9 Getting Benefits?  TAFDC’s eligibility requirements and the apparent stigma attached to it limit the use of it among low-income families with children and with earnings making it among the least likely program workers would access.  Housing and child care assistance needs far exceed their availability, despite relatively high income eligibility thresholds. Both have long waiting lists and serve priority clients, making these programs unlikely to be assessed by eligible families with earners (those leaving TAFDC for employment are the most likely to receive child care assistance).

10 Getting Benefits?  While the Food Stamps program is not capped and is paid for by the feds, usage is low in Massachusetts (ranking last among the states in 2002 with only 42% of the eligible population receiving them).  Massachusetts has been a leader among the states in extending health coverage to low-income families and MassHealth usage rates reflect that.  Everyone must file taxes, making the EITC the most accessible of these six benefits. Private firms and non-profit entities have done considerable outreach to help people claim their refund.  Federal and state budget deliberations point to changes in these program that are likely to reduce current usage.

11 Defining Low-income Families o In 2003, the federal poverty line (FPL) for a family of three was $14,680. For such a family 200 percent of poverty is $29,360.  Defining low-income as 200% of the FPL, who’s low-income in Massachusetts? 20 percent of families 25.2 percent of all the people 30.7 percent of all children Over half (58 percent) of all female- headed households.

12 Earnings and Income  It would take a worker in a 3-person family working year round and full-time $14.68 to be at 200 percent of the FPL.  It would take a year-round part-time (25 hours a week) worker $22.76 to get to 200 percent of the FPL.  The median wage in Massachusetts in 2003 was $16.67 while the wage of the worker at the 25th percentile was $11.04

13 Measuring Resources and Expenses  The “prototypical” family we examine is a single parent with two children ages 3 and 8 moving toward full employment. Expenses include food, housing (with utilities), child care, health insurance (if not received), transportation, and miscellaneous expenses for low-income families in Boston and Springfield as calculated by the National Center for Children in Poverty. Resources include net earnings (taxes deduced and credits added), cash assistance, cash value of food stamps, and the cash value of child care.
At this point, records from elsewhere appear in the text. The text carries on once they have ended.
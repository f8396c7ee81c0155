use std::collections::{BTreeMap, BTreeSet};

use thiserror::Error;

use super::model::{ColumnKind, Table, Value};

// ---------------------------------------------------------------------------
// Predicates
// ---------------------------------------------------------------------------

/// Inclusive numeric bounds for one column.
#[derive(Debug, Clone, Copy, PartialEq)]
pub struct RangeFilter {
    pub min: f64,
    pub max: f64,
}

impl RangeFilter {
    pub fn contains(&self, v: f64) -> bool {
        self.min <= v && v <= self.max
    }
}

/// Case-insensitive substring search on one column.
#[derive(Debug, Clone, PartialEq, Eq)]
pub struct TextSearch {
    pub column: String,
    pub term: String,
}

/// Exact equality on one column.
#[derive(Debug, Clone, PartialEq)]
pub struct SingleValue {
    pub column: String,
    pub value: Value,
}

/// All predicates applied to a table. Every predicate is AND-combined.
#[derive(Debug, Clone, Default, PartialEq)]
pub struct FilterSpec {
    /// column_name → inclusive bounds (numeric columns).
    pub ranges: BTreeMap<String, RangeFilter>,
    /// column_name → selected values (text columns).
    pub categories: BTreeMap<String, BTreeSet<Value>>,
    pub text_search: Option<TextSearch>,
    pub single_value: Option<SingleValue>,
}

#[derive(Debug, Error, PartialEq)]
pub enum FilterError {
    #[error("filter references unknown column '{0}'")]
    InvalidFilterColumn(String),
    #[error("range filter on non-numeric column '{0}'")]
    NotNumeric(String),
}

impl FilterSpec {
    /// Filters that keep every row: full observed range for every numeric
    /// column and every distinct value selected for every text column.
    pub fn permissive(table: &Table) -> Self {
        let mut spec = FilterSpec::default();
        for col in table.columns() {
            match col.kind {
                ColumnKind::Numeric => {
                    if let Some((min, max)) = table.observed_range(&col.name) {
                        spec.ranges.insert(col.name.clone(), RangeFilter { min, max });
                    }
                }
                ColumnKind::Text => {
                    spec.categories
                        .insert(col.name.clone(), table.distinct_values(&col.name));
                }
                ColumnKind::Boolean => {}
            }
        }
        spec
    }

    /// Reject predicates that reference columns the table doesn't have.
    fn validate(&self, table: &Table) -> Result<(), FilterError> {
        let known = |name: &str| {
            table
                .column(name)
                .ok_or_else(|| FilterError::InvalidFilterColumn(name.to_string()))
        };
        for name in self.ranges.keys() {
            if !known(name.as_str())?.is_numeric() {
                return Err(FilterError::NotNumeric(name.clone()));
            }
        }
        for name in self.categories.keys() {
            known(name.as_str())?;
        }
        if let Some(ts) = &self.text_search {
            known(ts.column.as_str())?;
        }
        if let Some(sv) = &self.single_value {
            known(sv.column.as_str())?;
        }
        Ok(())
    }
}

// ---------------------------------------------------------------------------
// Pipeline
// ---------------------------------------------------------------------------

/// Return indices of rows that pass every predicate, in table order.
///
/// Steps narrow the candidate set in a fixed order:
/// 1. numeric ranges (nulls never pass)
/// 2. category sets (skipped when every distinct value is selected)
/// 3. text search (nulls never pass)
/// 4. single value (nulls never pass)
pub fn filtered_indices(table: &Table, spec: &FilterSpec) -> Result<Vec<usize>, FilterError> {
    spec.validate(table)?;

    let mut rows: Vec<usize> = (0..table.len()).collect();

    for col in table.columns() {
        let Some(range) = spec.ranges.get(&col.name) else {
            continue;
        };
        rows.retain(|&r| col.values[r].as_f64().is_some_and(|v| range.contains(v)));
    }

    for col in table.columns() {
        let Some(selected) = spec.categories.get(&col.name) else {
            continue;
        };
        let all_vals = table.distinct_values(&col.name);
        if all_vals.is_subset(selected) {
            continue; // everything selected, no filtering needed
        }
        rows.retain(|&r| {
            let val = &col.values[r];
            !val.is_null() && selected.contains(val)
        });
    }

    if let Some(ts) = &spec.text_search {
        if let Some(col) = table.column(&ts.column) {
            let needle = ts.term.to_lowercase();
            rows.retain(|&r| {
                col.values[r]
                    .to_text()
                    .is_some_and(|s| s.to_lowercase().contains(&needle))
            });
        }
    }

    if let Some(sv) = &spec.single_value {
        if let Some(col) = table.column(&sv.column) {
            rows.retain(|&r| values_equal(&col.values[r], &sv.value));
        }
    }

    log::debug!("filter kept {} of {} rows", rows.len(), table.len());
    Ok(rows)
}

/// Apply `spec` to `table`, producing the filtered table.
pub fn apply(table: &Table, spec: &FilterSpec) -> Result<Table, FilterError> {
    let rows = filtered_indices(table, spec)?;
    Ok(table.select_rows(&rows))
}

/// Equality used by single-value filters: numbers compare numerically,
/// everything else exactly. Null equals nothing.
fn values_equal(a: &Value, b: &Value) -> bool {
    if a.is_null() || b.is_null() {
        return false;
    }
    match (a.as_f64(), b.as_f64()) {
        (Some(x), Some(y)) => x == y,
        _ => a == b,
    }
}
Resources – Expenses = Net Resources.

14 A Policy Conundrum?  A smaller number of benefits provides a little more incentive for higher earnings, but leaves families in financial difficulties even as they earn more.  A high number of benefits helps families move to financial economic security, but at the same time provides no incentive for more earnings over a very large range of earnings.
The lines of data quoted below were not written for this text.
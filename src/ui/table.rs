use eframe::egui::{ScrollArea, Ui};
use egui_extras::{Column as TableColumn, TableBuilder};

use crate::data::model::{Table, Value};
use crate::data::stats::ColumnSummary;

const ROW_HEIGHT: f32 = 18.0;

// ---------------------------------------------------------------------------
// Data grid
// ---------------------------------------------------------------------------

/// Render up to `max_rows` rows of `table` in a scrollable grid.
pub fn data_table(ui: &mut Ui, id: &str, table: &Table, max_rows: Option<usize>) {
    let shown = max_rows.map_or(table.len(), |m| m.min(table.len()));
    let n_cols = table.columns().len();

    ui.push_id(id, |ui: &mut Ui| {
        ScrollArea::horizontal().show(ui, |ui: &mut Ui| {
            TableBuilder::new(ui)
                .striped(true)
                .resizable(true)
                .max_scroll_height(320.0)
                .column(TableColumn::auto())
                .columns(TableColumn::auto().at_least(70.0), n_cols)
                .header(ROW_HEIGHT + 4.0, |mut header| {
                    header.col(|ui: &mut Ui| {
                        ui.strong("#");
                    });
                    for col in table.columns() {
                        header.col(|ui: &mut Ui| {
                            ui.strong(&col.name).on_hover_text(col.kind.to_string());
                        });
                    }
                })
                .body(|body| {
                    body.rows(ROW_HEIGHT, shown, |mut row| {
                        let r = row.index();
                        row.col(|ui: &mut Ui| {
                            ui.weak(r.to_string());
                        });
                        for c in 0..n_cols {
                            row.col(|ui: &mut Ui| {
                                ui.label(cell_text(table.cell(r, c)));
                            });
                        }
                    });
                });
        });
    });

    if shown < table.len() {
        ui.weak(format!("Showing the first {shown} of {} rows", table.len()));
    } else {
        ui.weak(format!("{} rows × {n_cols} columns", table.len()));
    }
}

fn cell_text(value: &Value) -> String {
    match value {
        Value::Null => "NaN".to_string(),
        other => other.to_string(),
    }
}

// ---------------------------------------------------------------------------
// describe() grid
// ---------------------------------------------------------------------------

/// Render statistics with one column per numeric column, one row per
/// statistic.
pub fn stats_table(ui: &mut Ui, id: &str, summaries: &[ColumnSummary]) {
    if summaries.is_empty() {
        ui.label("No numeric columns to describe.");
        return;
    }

    let labels: Vec<&str> = summaries[0].rows().iter().map(|(label, _)| *label).collect();

    ui.push_id(id, |ui: &mut Ui| {
        ScrollArea::horizontal().show(ui, |ui: &mut Ui| {
            TableBuilder::new(ui)
                .striped(true)
                .column(TableColumn::auto())
                .columns(TableColumn::auto().at_least(90.0), summaries.len())
                .header(ROW_HEIGHT + 4.0, |mut header| {
                    header.col(|_ui: &mut Ui| {});
                    for s in summaries {
                        header.col(|ui: &mut Ui| {
                            ui.strong(&s.column);
                        });
                    }
                })
                .body(|mut body| {
                    for (i, label) in labels.iter().enumerate() {
                        body.row(ROW_HEIGHT, |mut row| {
                            row.col(|ui: &mut Ui| {
                                ui.strong(*label);
                            });
                            for s in summaries {
                                let (_, value) = s.rows()[i];
                                row.col(|ui: &mut Ui| {
                                    ui.label(format_stat(i == 0, value));
                                });
                            }
                        });
                    }
                });
        });
    });
}

fn format_stat(is_count: bool, value: Option<f64>) -> String {
    match value {
        Some(v) if is_count => format!("{v:.0}"),
        Some(v) => format!("{v:.6}"),
        None => "NaN".to_string(),
    }
}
15 Ways out  Individual solutions: Families can reduce expenses on their own; find cheaper child care at the risk of losing quality care, find cheaper housing by crowding in with others or living in less safe neighborhoods, or go without medical insurance or as much food.

16 Policy changes?  Increase earnings: boosting the state minimum wage will help lift wages and move families further along the earnings line.  Increase benefit levels generally and/or phase them out over a wider range of earnings.  Other countries have found a solution by providing universal coverage of certain benefits – such as health insurance and child care.
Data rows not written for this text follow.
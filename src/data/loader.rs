use std::io::Cursor;
use std::path::Path;

use anyhow::{bail, Context, Result};
use arrow::array::{Array, ArrayRef, AsArray};
use arrow::compute::cast;
use arrow::datatypes::{DataType, Float64Type, Int64Type};
use arrow::util::display::{ArrayFormatter, FormatOptions};
use calamine::{open_workbook_from_rs, Data, Reader, Xlsx};
use parquet::arrow::arrow_reader::ParquetRecordBatchReaderBuilder;
use serde_json::Value as JsonValue;

use super::model::{Column, Table, Value};

/// Cell texts read as missing: Pandas' default `na_values`.
const NA_TOKENS: &[&str] = &[
    "", "#N/A", "#N/A N/A", "#NA", "-1.#IND", "-1.#QNAN", "-NaN", "-nan", "1.#IND", "1.#QNAN",
    "<NA>", "N/A", "NA", "NULL", "NaN", "None", "n/a", "nan", "null",
];

// ---------------------------------------------------------------------------
// Public entry-points
// ---------------------------------------------------------------------------

/// Load a table from a file on disk. Dispatch by extension.
pub fn load_file(path: &Path) -> Result<Table> {
    let bytes = std::fs::read(path).with_context(|| format!("reading {}", path.display()))?;
    let name = path
        .file_name()
        .and_then(|n| n.to_str())
        .unwrap_or_default();
    load_upload(name, &bytes)
}

/// Parse uploaded bytes into a table.  Dispatch by the file name's extension.
///
/// Supported formats:
/// * `.csv`     – header row, column kinds inferred from content
/// * `.xlsx`    – first worksheet, first row is the header
/// * `.json`    – `[{ "col": value, ... }, ...]`
/// * `.parquet` – flat Arrow schema
pub fn load_upload(file_name: &str, bytes: &[u8]) -> Result<Table> {
    let ext = Path::new(file_name)
        .extension()
        .and_then(|e| e.to_str())
        .unwrap_or("")
        .to_ascii_lowercase();

    let table = match ext.as_str() {
        "csv" => load_csv(bytes),
        "xlsx" => load_xlsx(bytes),
        "json" => load_json(bytes),
        "parquet" | "pq" => load_parquet(bytes),
        other => bail!("Unsupported file extension: .{other}"),
    }
    .with_context(|| format!("loading {file_name}"))?;

    log::info!(
        "Loaded {file_name}: {} rows, columns {:?}",
        table.len(),
        table.column_names()
    );
    Ok(table)
}

/// Turn per-column cell vectors into a table, inferring each column's kind.
fn build_table(headers: Vec<String>, cells: Vec<Vec<Value>>) -> Table {
    let columns = headers
        .into_iter()
        .zip(cells)
        .map(|(name, values)| Column::infer(name, values))
        .collect();
    Table::new(columns)
}

fn header_name(raw: &str, idx: usize) -> String {
    let trimmed = raw.trim();
    if trimmed.is_empty() {
        format!("Unnamed: {idx}")
    } else {
        trimmed.to_string()
    }
}

// ---------------------------------------------------------------------------
// CSV loader
// ---------------------------------------------------------------------------

fn load_csv(bytes: &[u8]) -> Result<Table> {
    let mut reader = csv::Reader::from_reader(bytes);
    let headers: Vec<String> = reader
        .headers()
        .context("reading CSV headers")?
        .iter()
        .enumerate()
        .map(|(i, h)| header_name(h, i))
        .collect();

    let mut cells: Vec<Vec<Value>> = vec![Vec::new(); headers.len()];

    for (row_no, result) in reader.records().enumerate() {
        let record = result.with_context(|| format!("CSV row {row_no}"))?;
        for (col_idx, column) in cells.iter_mut().enumerate() {
            column.push(guess_value_type(record.get(col_idx).unwrap_or("")));
        }
    }

    Ok(build_table(headers, cells))
}

fn guess_value_type(raw: &str) -> Value {
    let s = raw.trim();
    if NA_TOKENS.contains(&s) {
        return Value::Null;
    }
    if let Ok(i) = s.parse::<i64>() {
        return Value::Integer(i);
    }
    if let Ok(f) = s.parse::<f64>() {
        // Any other spelling of NaN is still a missing value.
        return if f.is_nan() { Value::Null } else { Value::Float(f) };
    }
    match s {
        "true" | "True" | "TRUE" => Value::Bool(true),
        "false" | "False" | "FALSE" => Value::Bool(false),
        _ => Value::String(raw.to_string()),
    }
}

// ---------------------------------------------------------------------------
// XLSX loader
// ---------------------------------------------------------------------------

fn load_xlsx(bytes: &[u8]) -> Result<Table> {
    let mut workbook: Xlsx<_> =
        open_workbook_from_rs(Cursor::new(bytes)).context("opening xlsx workbook")?;
    let range = workbook
        .worksheet_range_at(0)
        .context("workbook has no worksheets")?
        .context("reading first worksheet")?;

    let mut rows = range.rows();
    let Some(header_row) = rows.next() else {
        return Ok(Table::default());
    };
    let headers: Vec<String> = header_row
        .iter()
        .enumerate()
        .map(|(i, cell)| header_name(&cell.to_string(), i))
        .collect();

    let mut cells: Vec<Vec<Value>> = vec![Vec::new(); headers.len()];
    for row in rows {
        for (col_idx, column) in cells.iter_mut().enumerate() {
            column.push(row.get(col_idx).map(xlsx_to_value).unwrap_or(Value::Null));
        }
    }

    Ok(build_table(headers, cells))
}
17 Feedback  Are policy rules properly summarized?  What is the most effective way to convey the hardship gap and the eligibility gap?  Strengths and weaknesses of this approach in illustrating the relationship between low/moderate earnings and public benefits?

18 Next Steps  Identifying focus group participants to talk about eligibility rules in practice and about coping strategies.  Other organizations/individuals to involve.  Who should see the report at release time? How do we best involve them?  How can we best work with you throughout the project?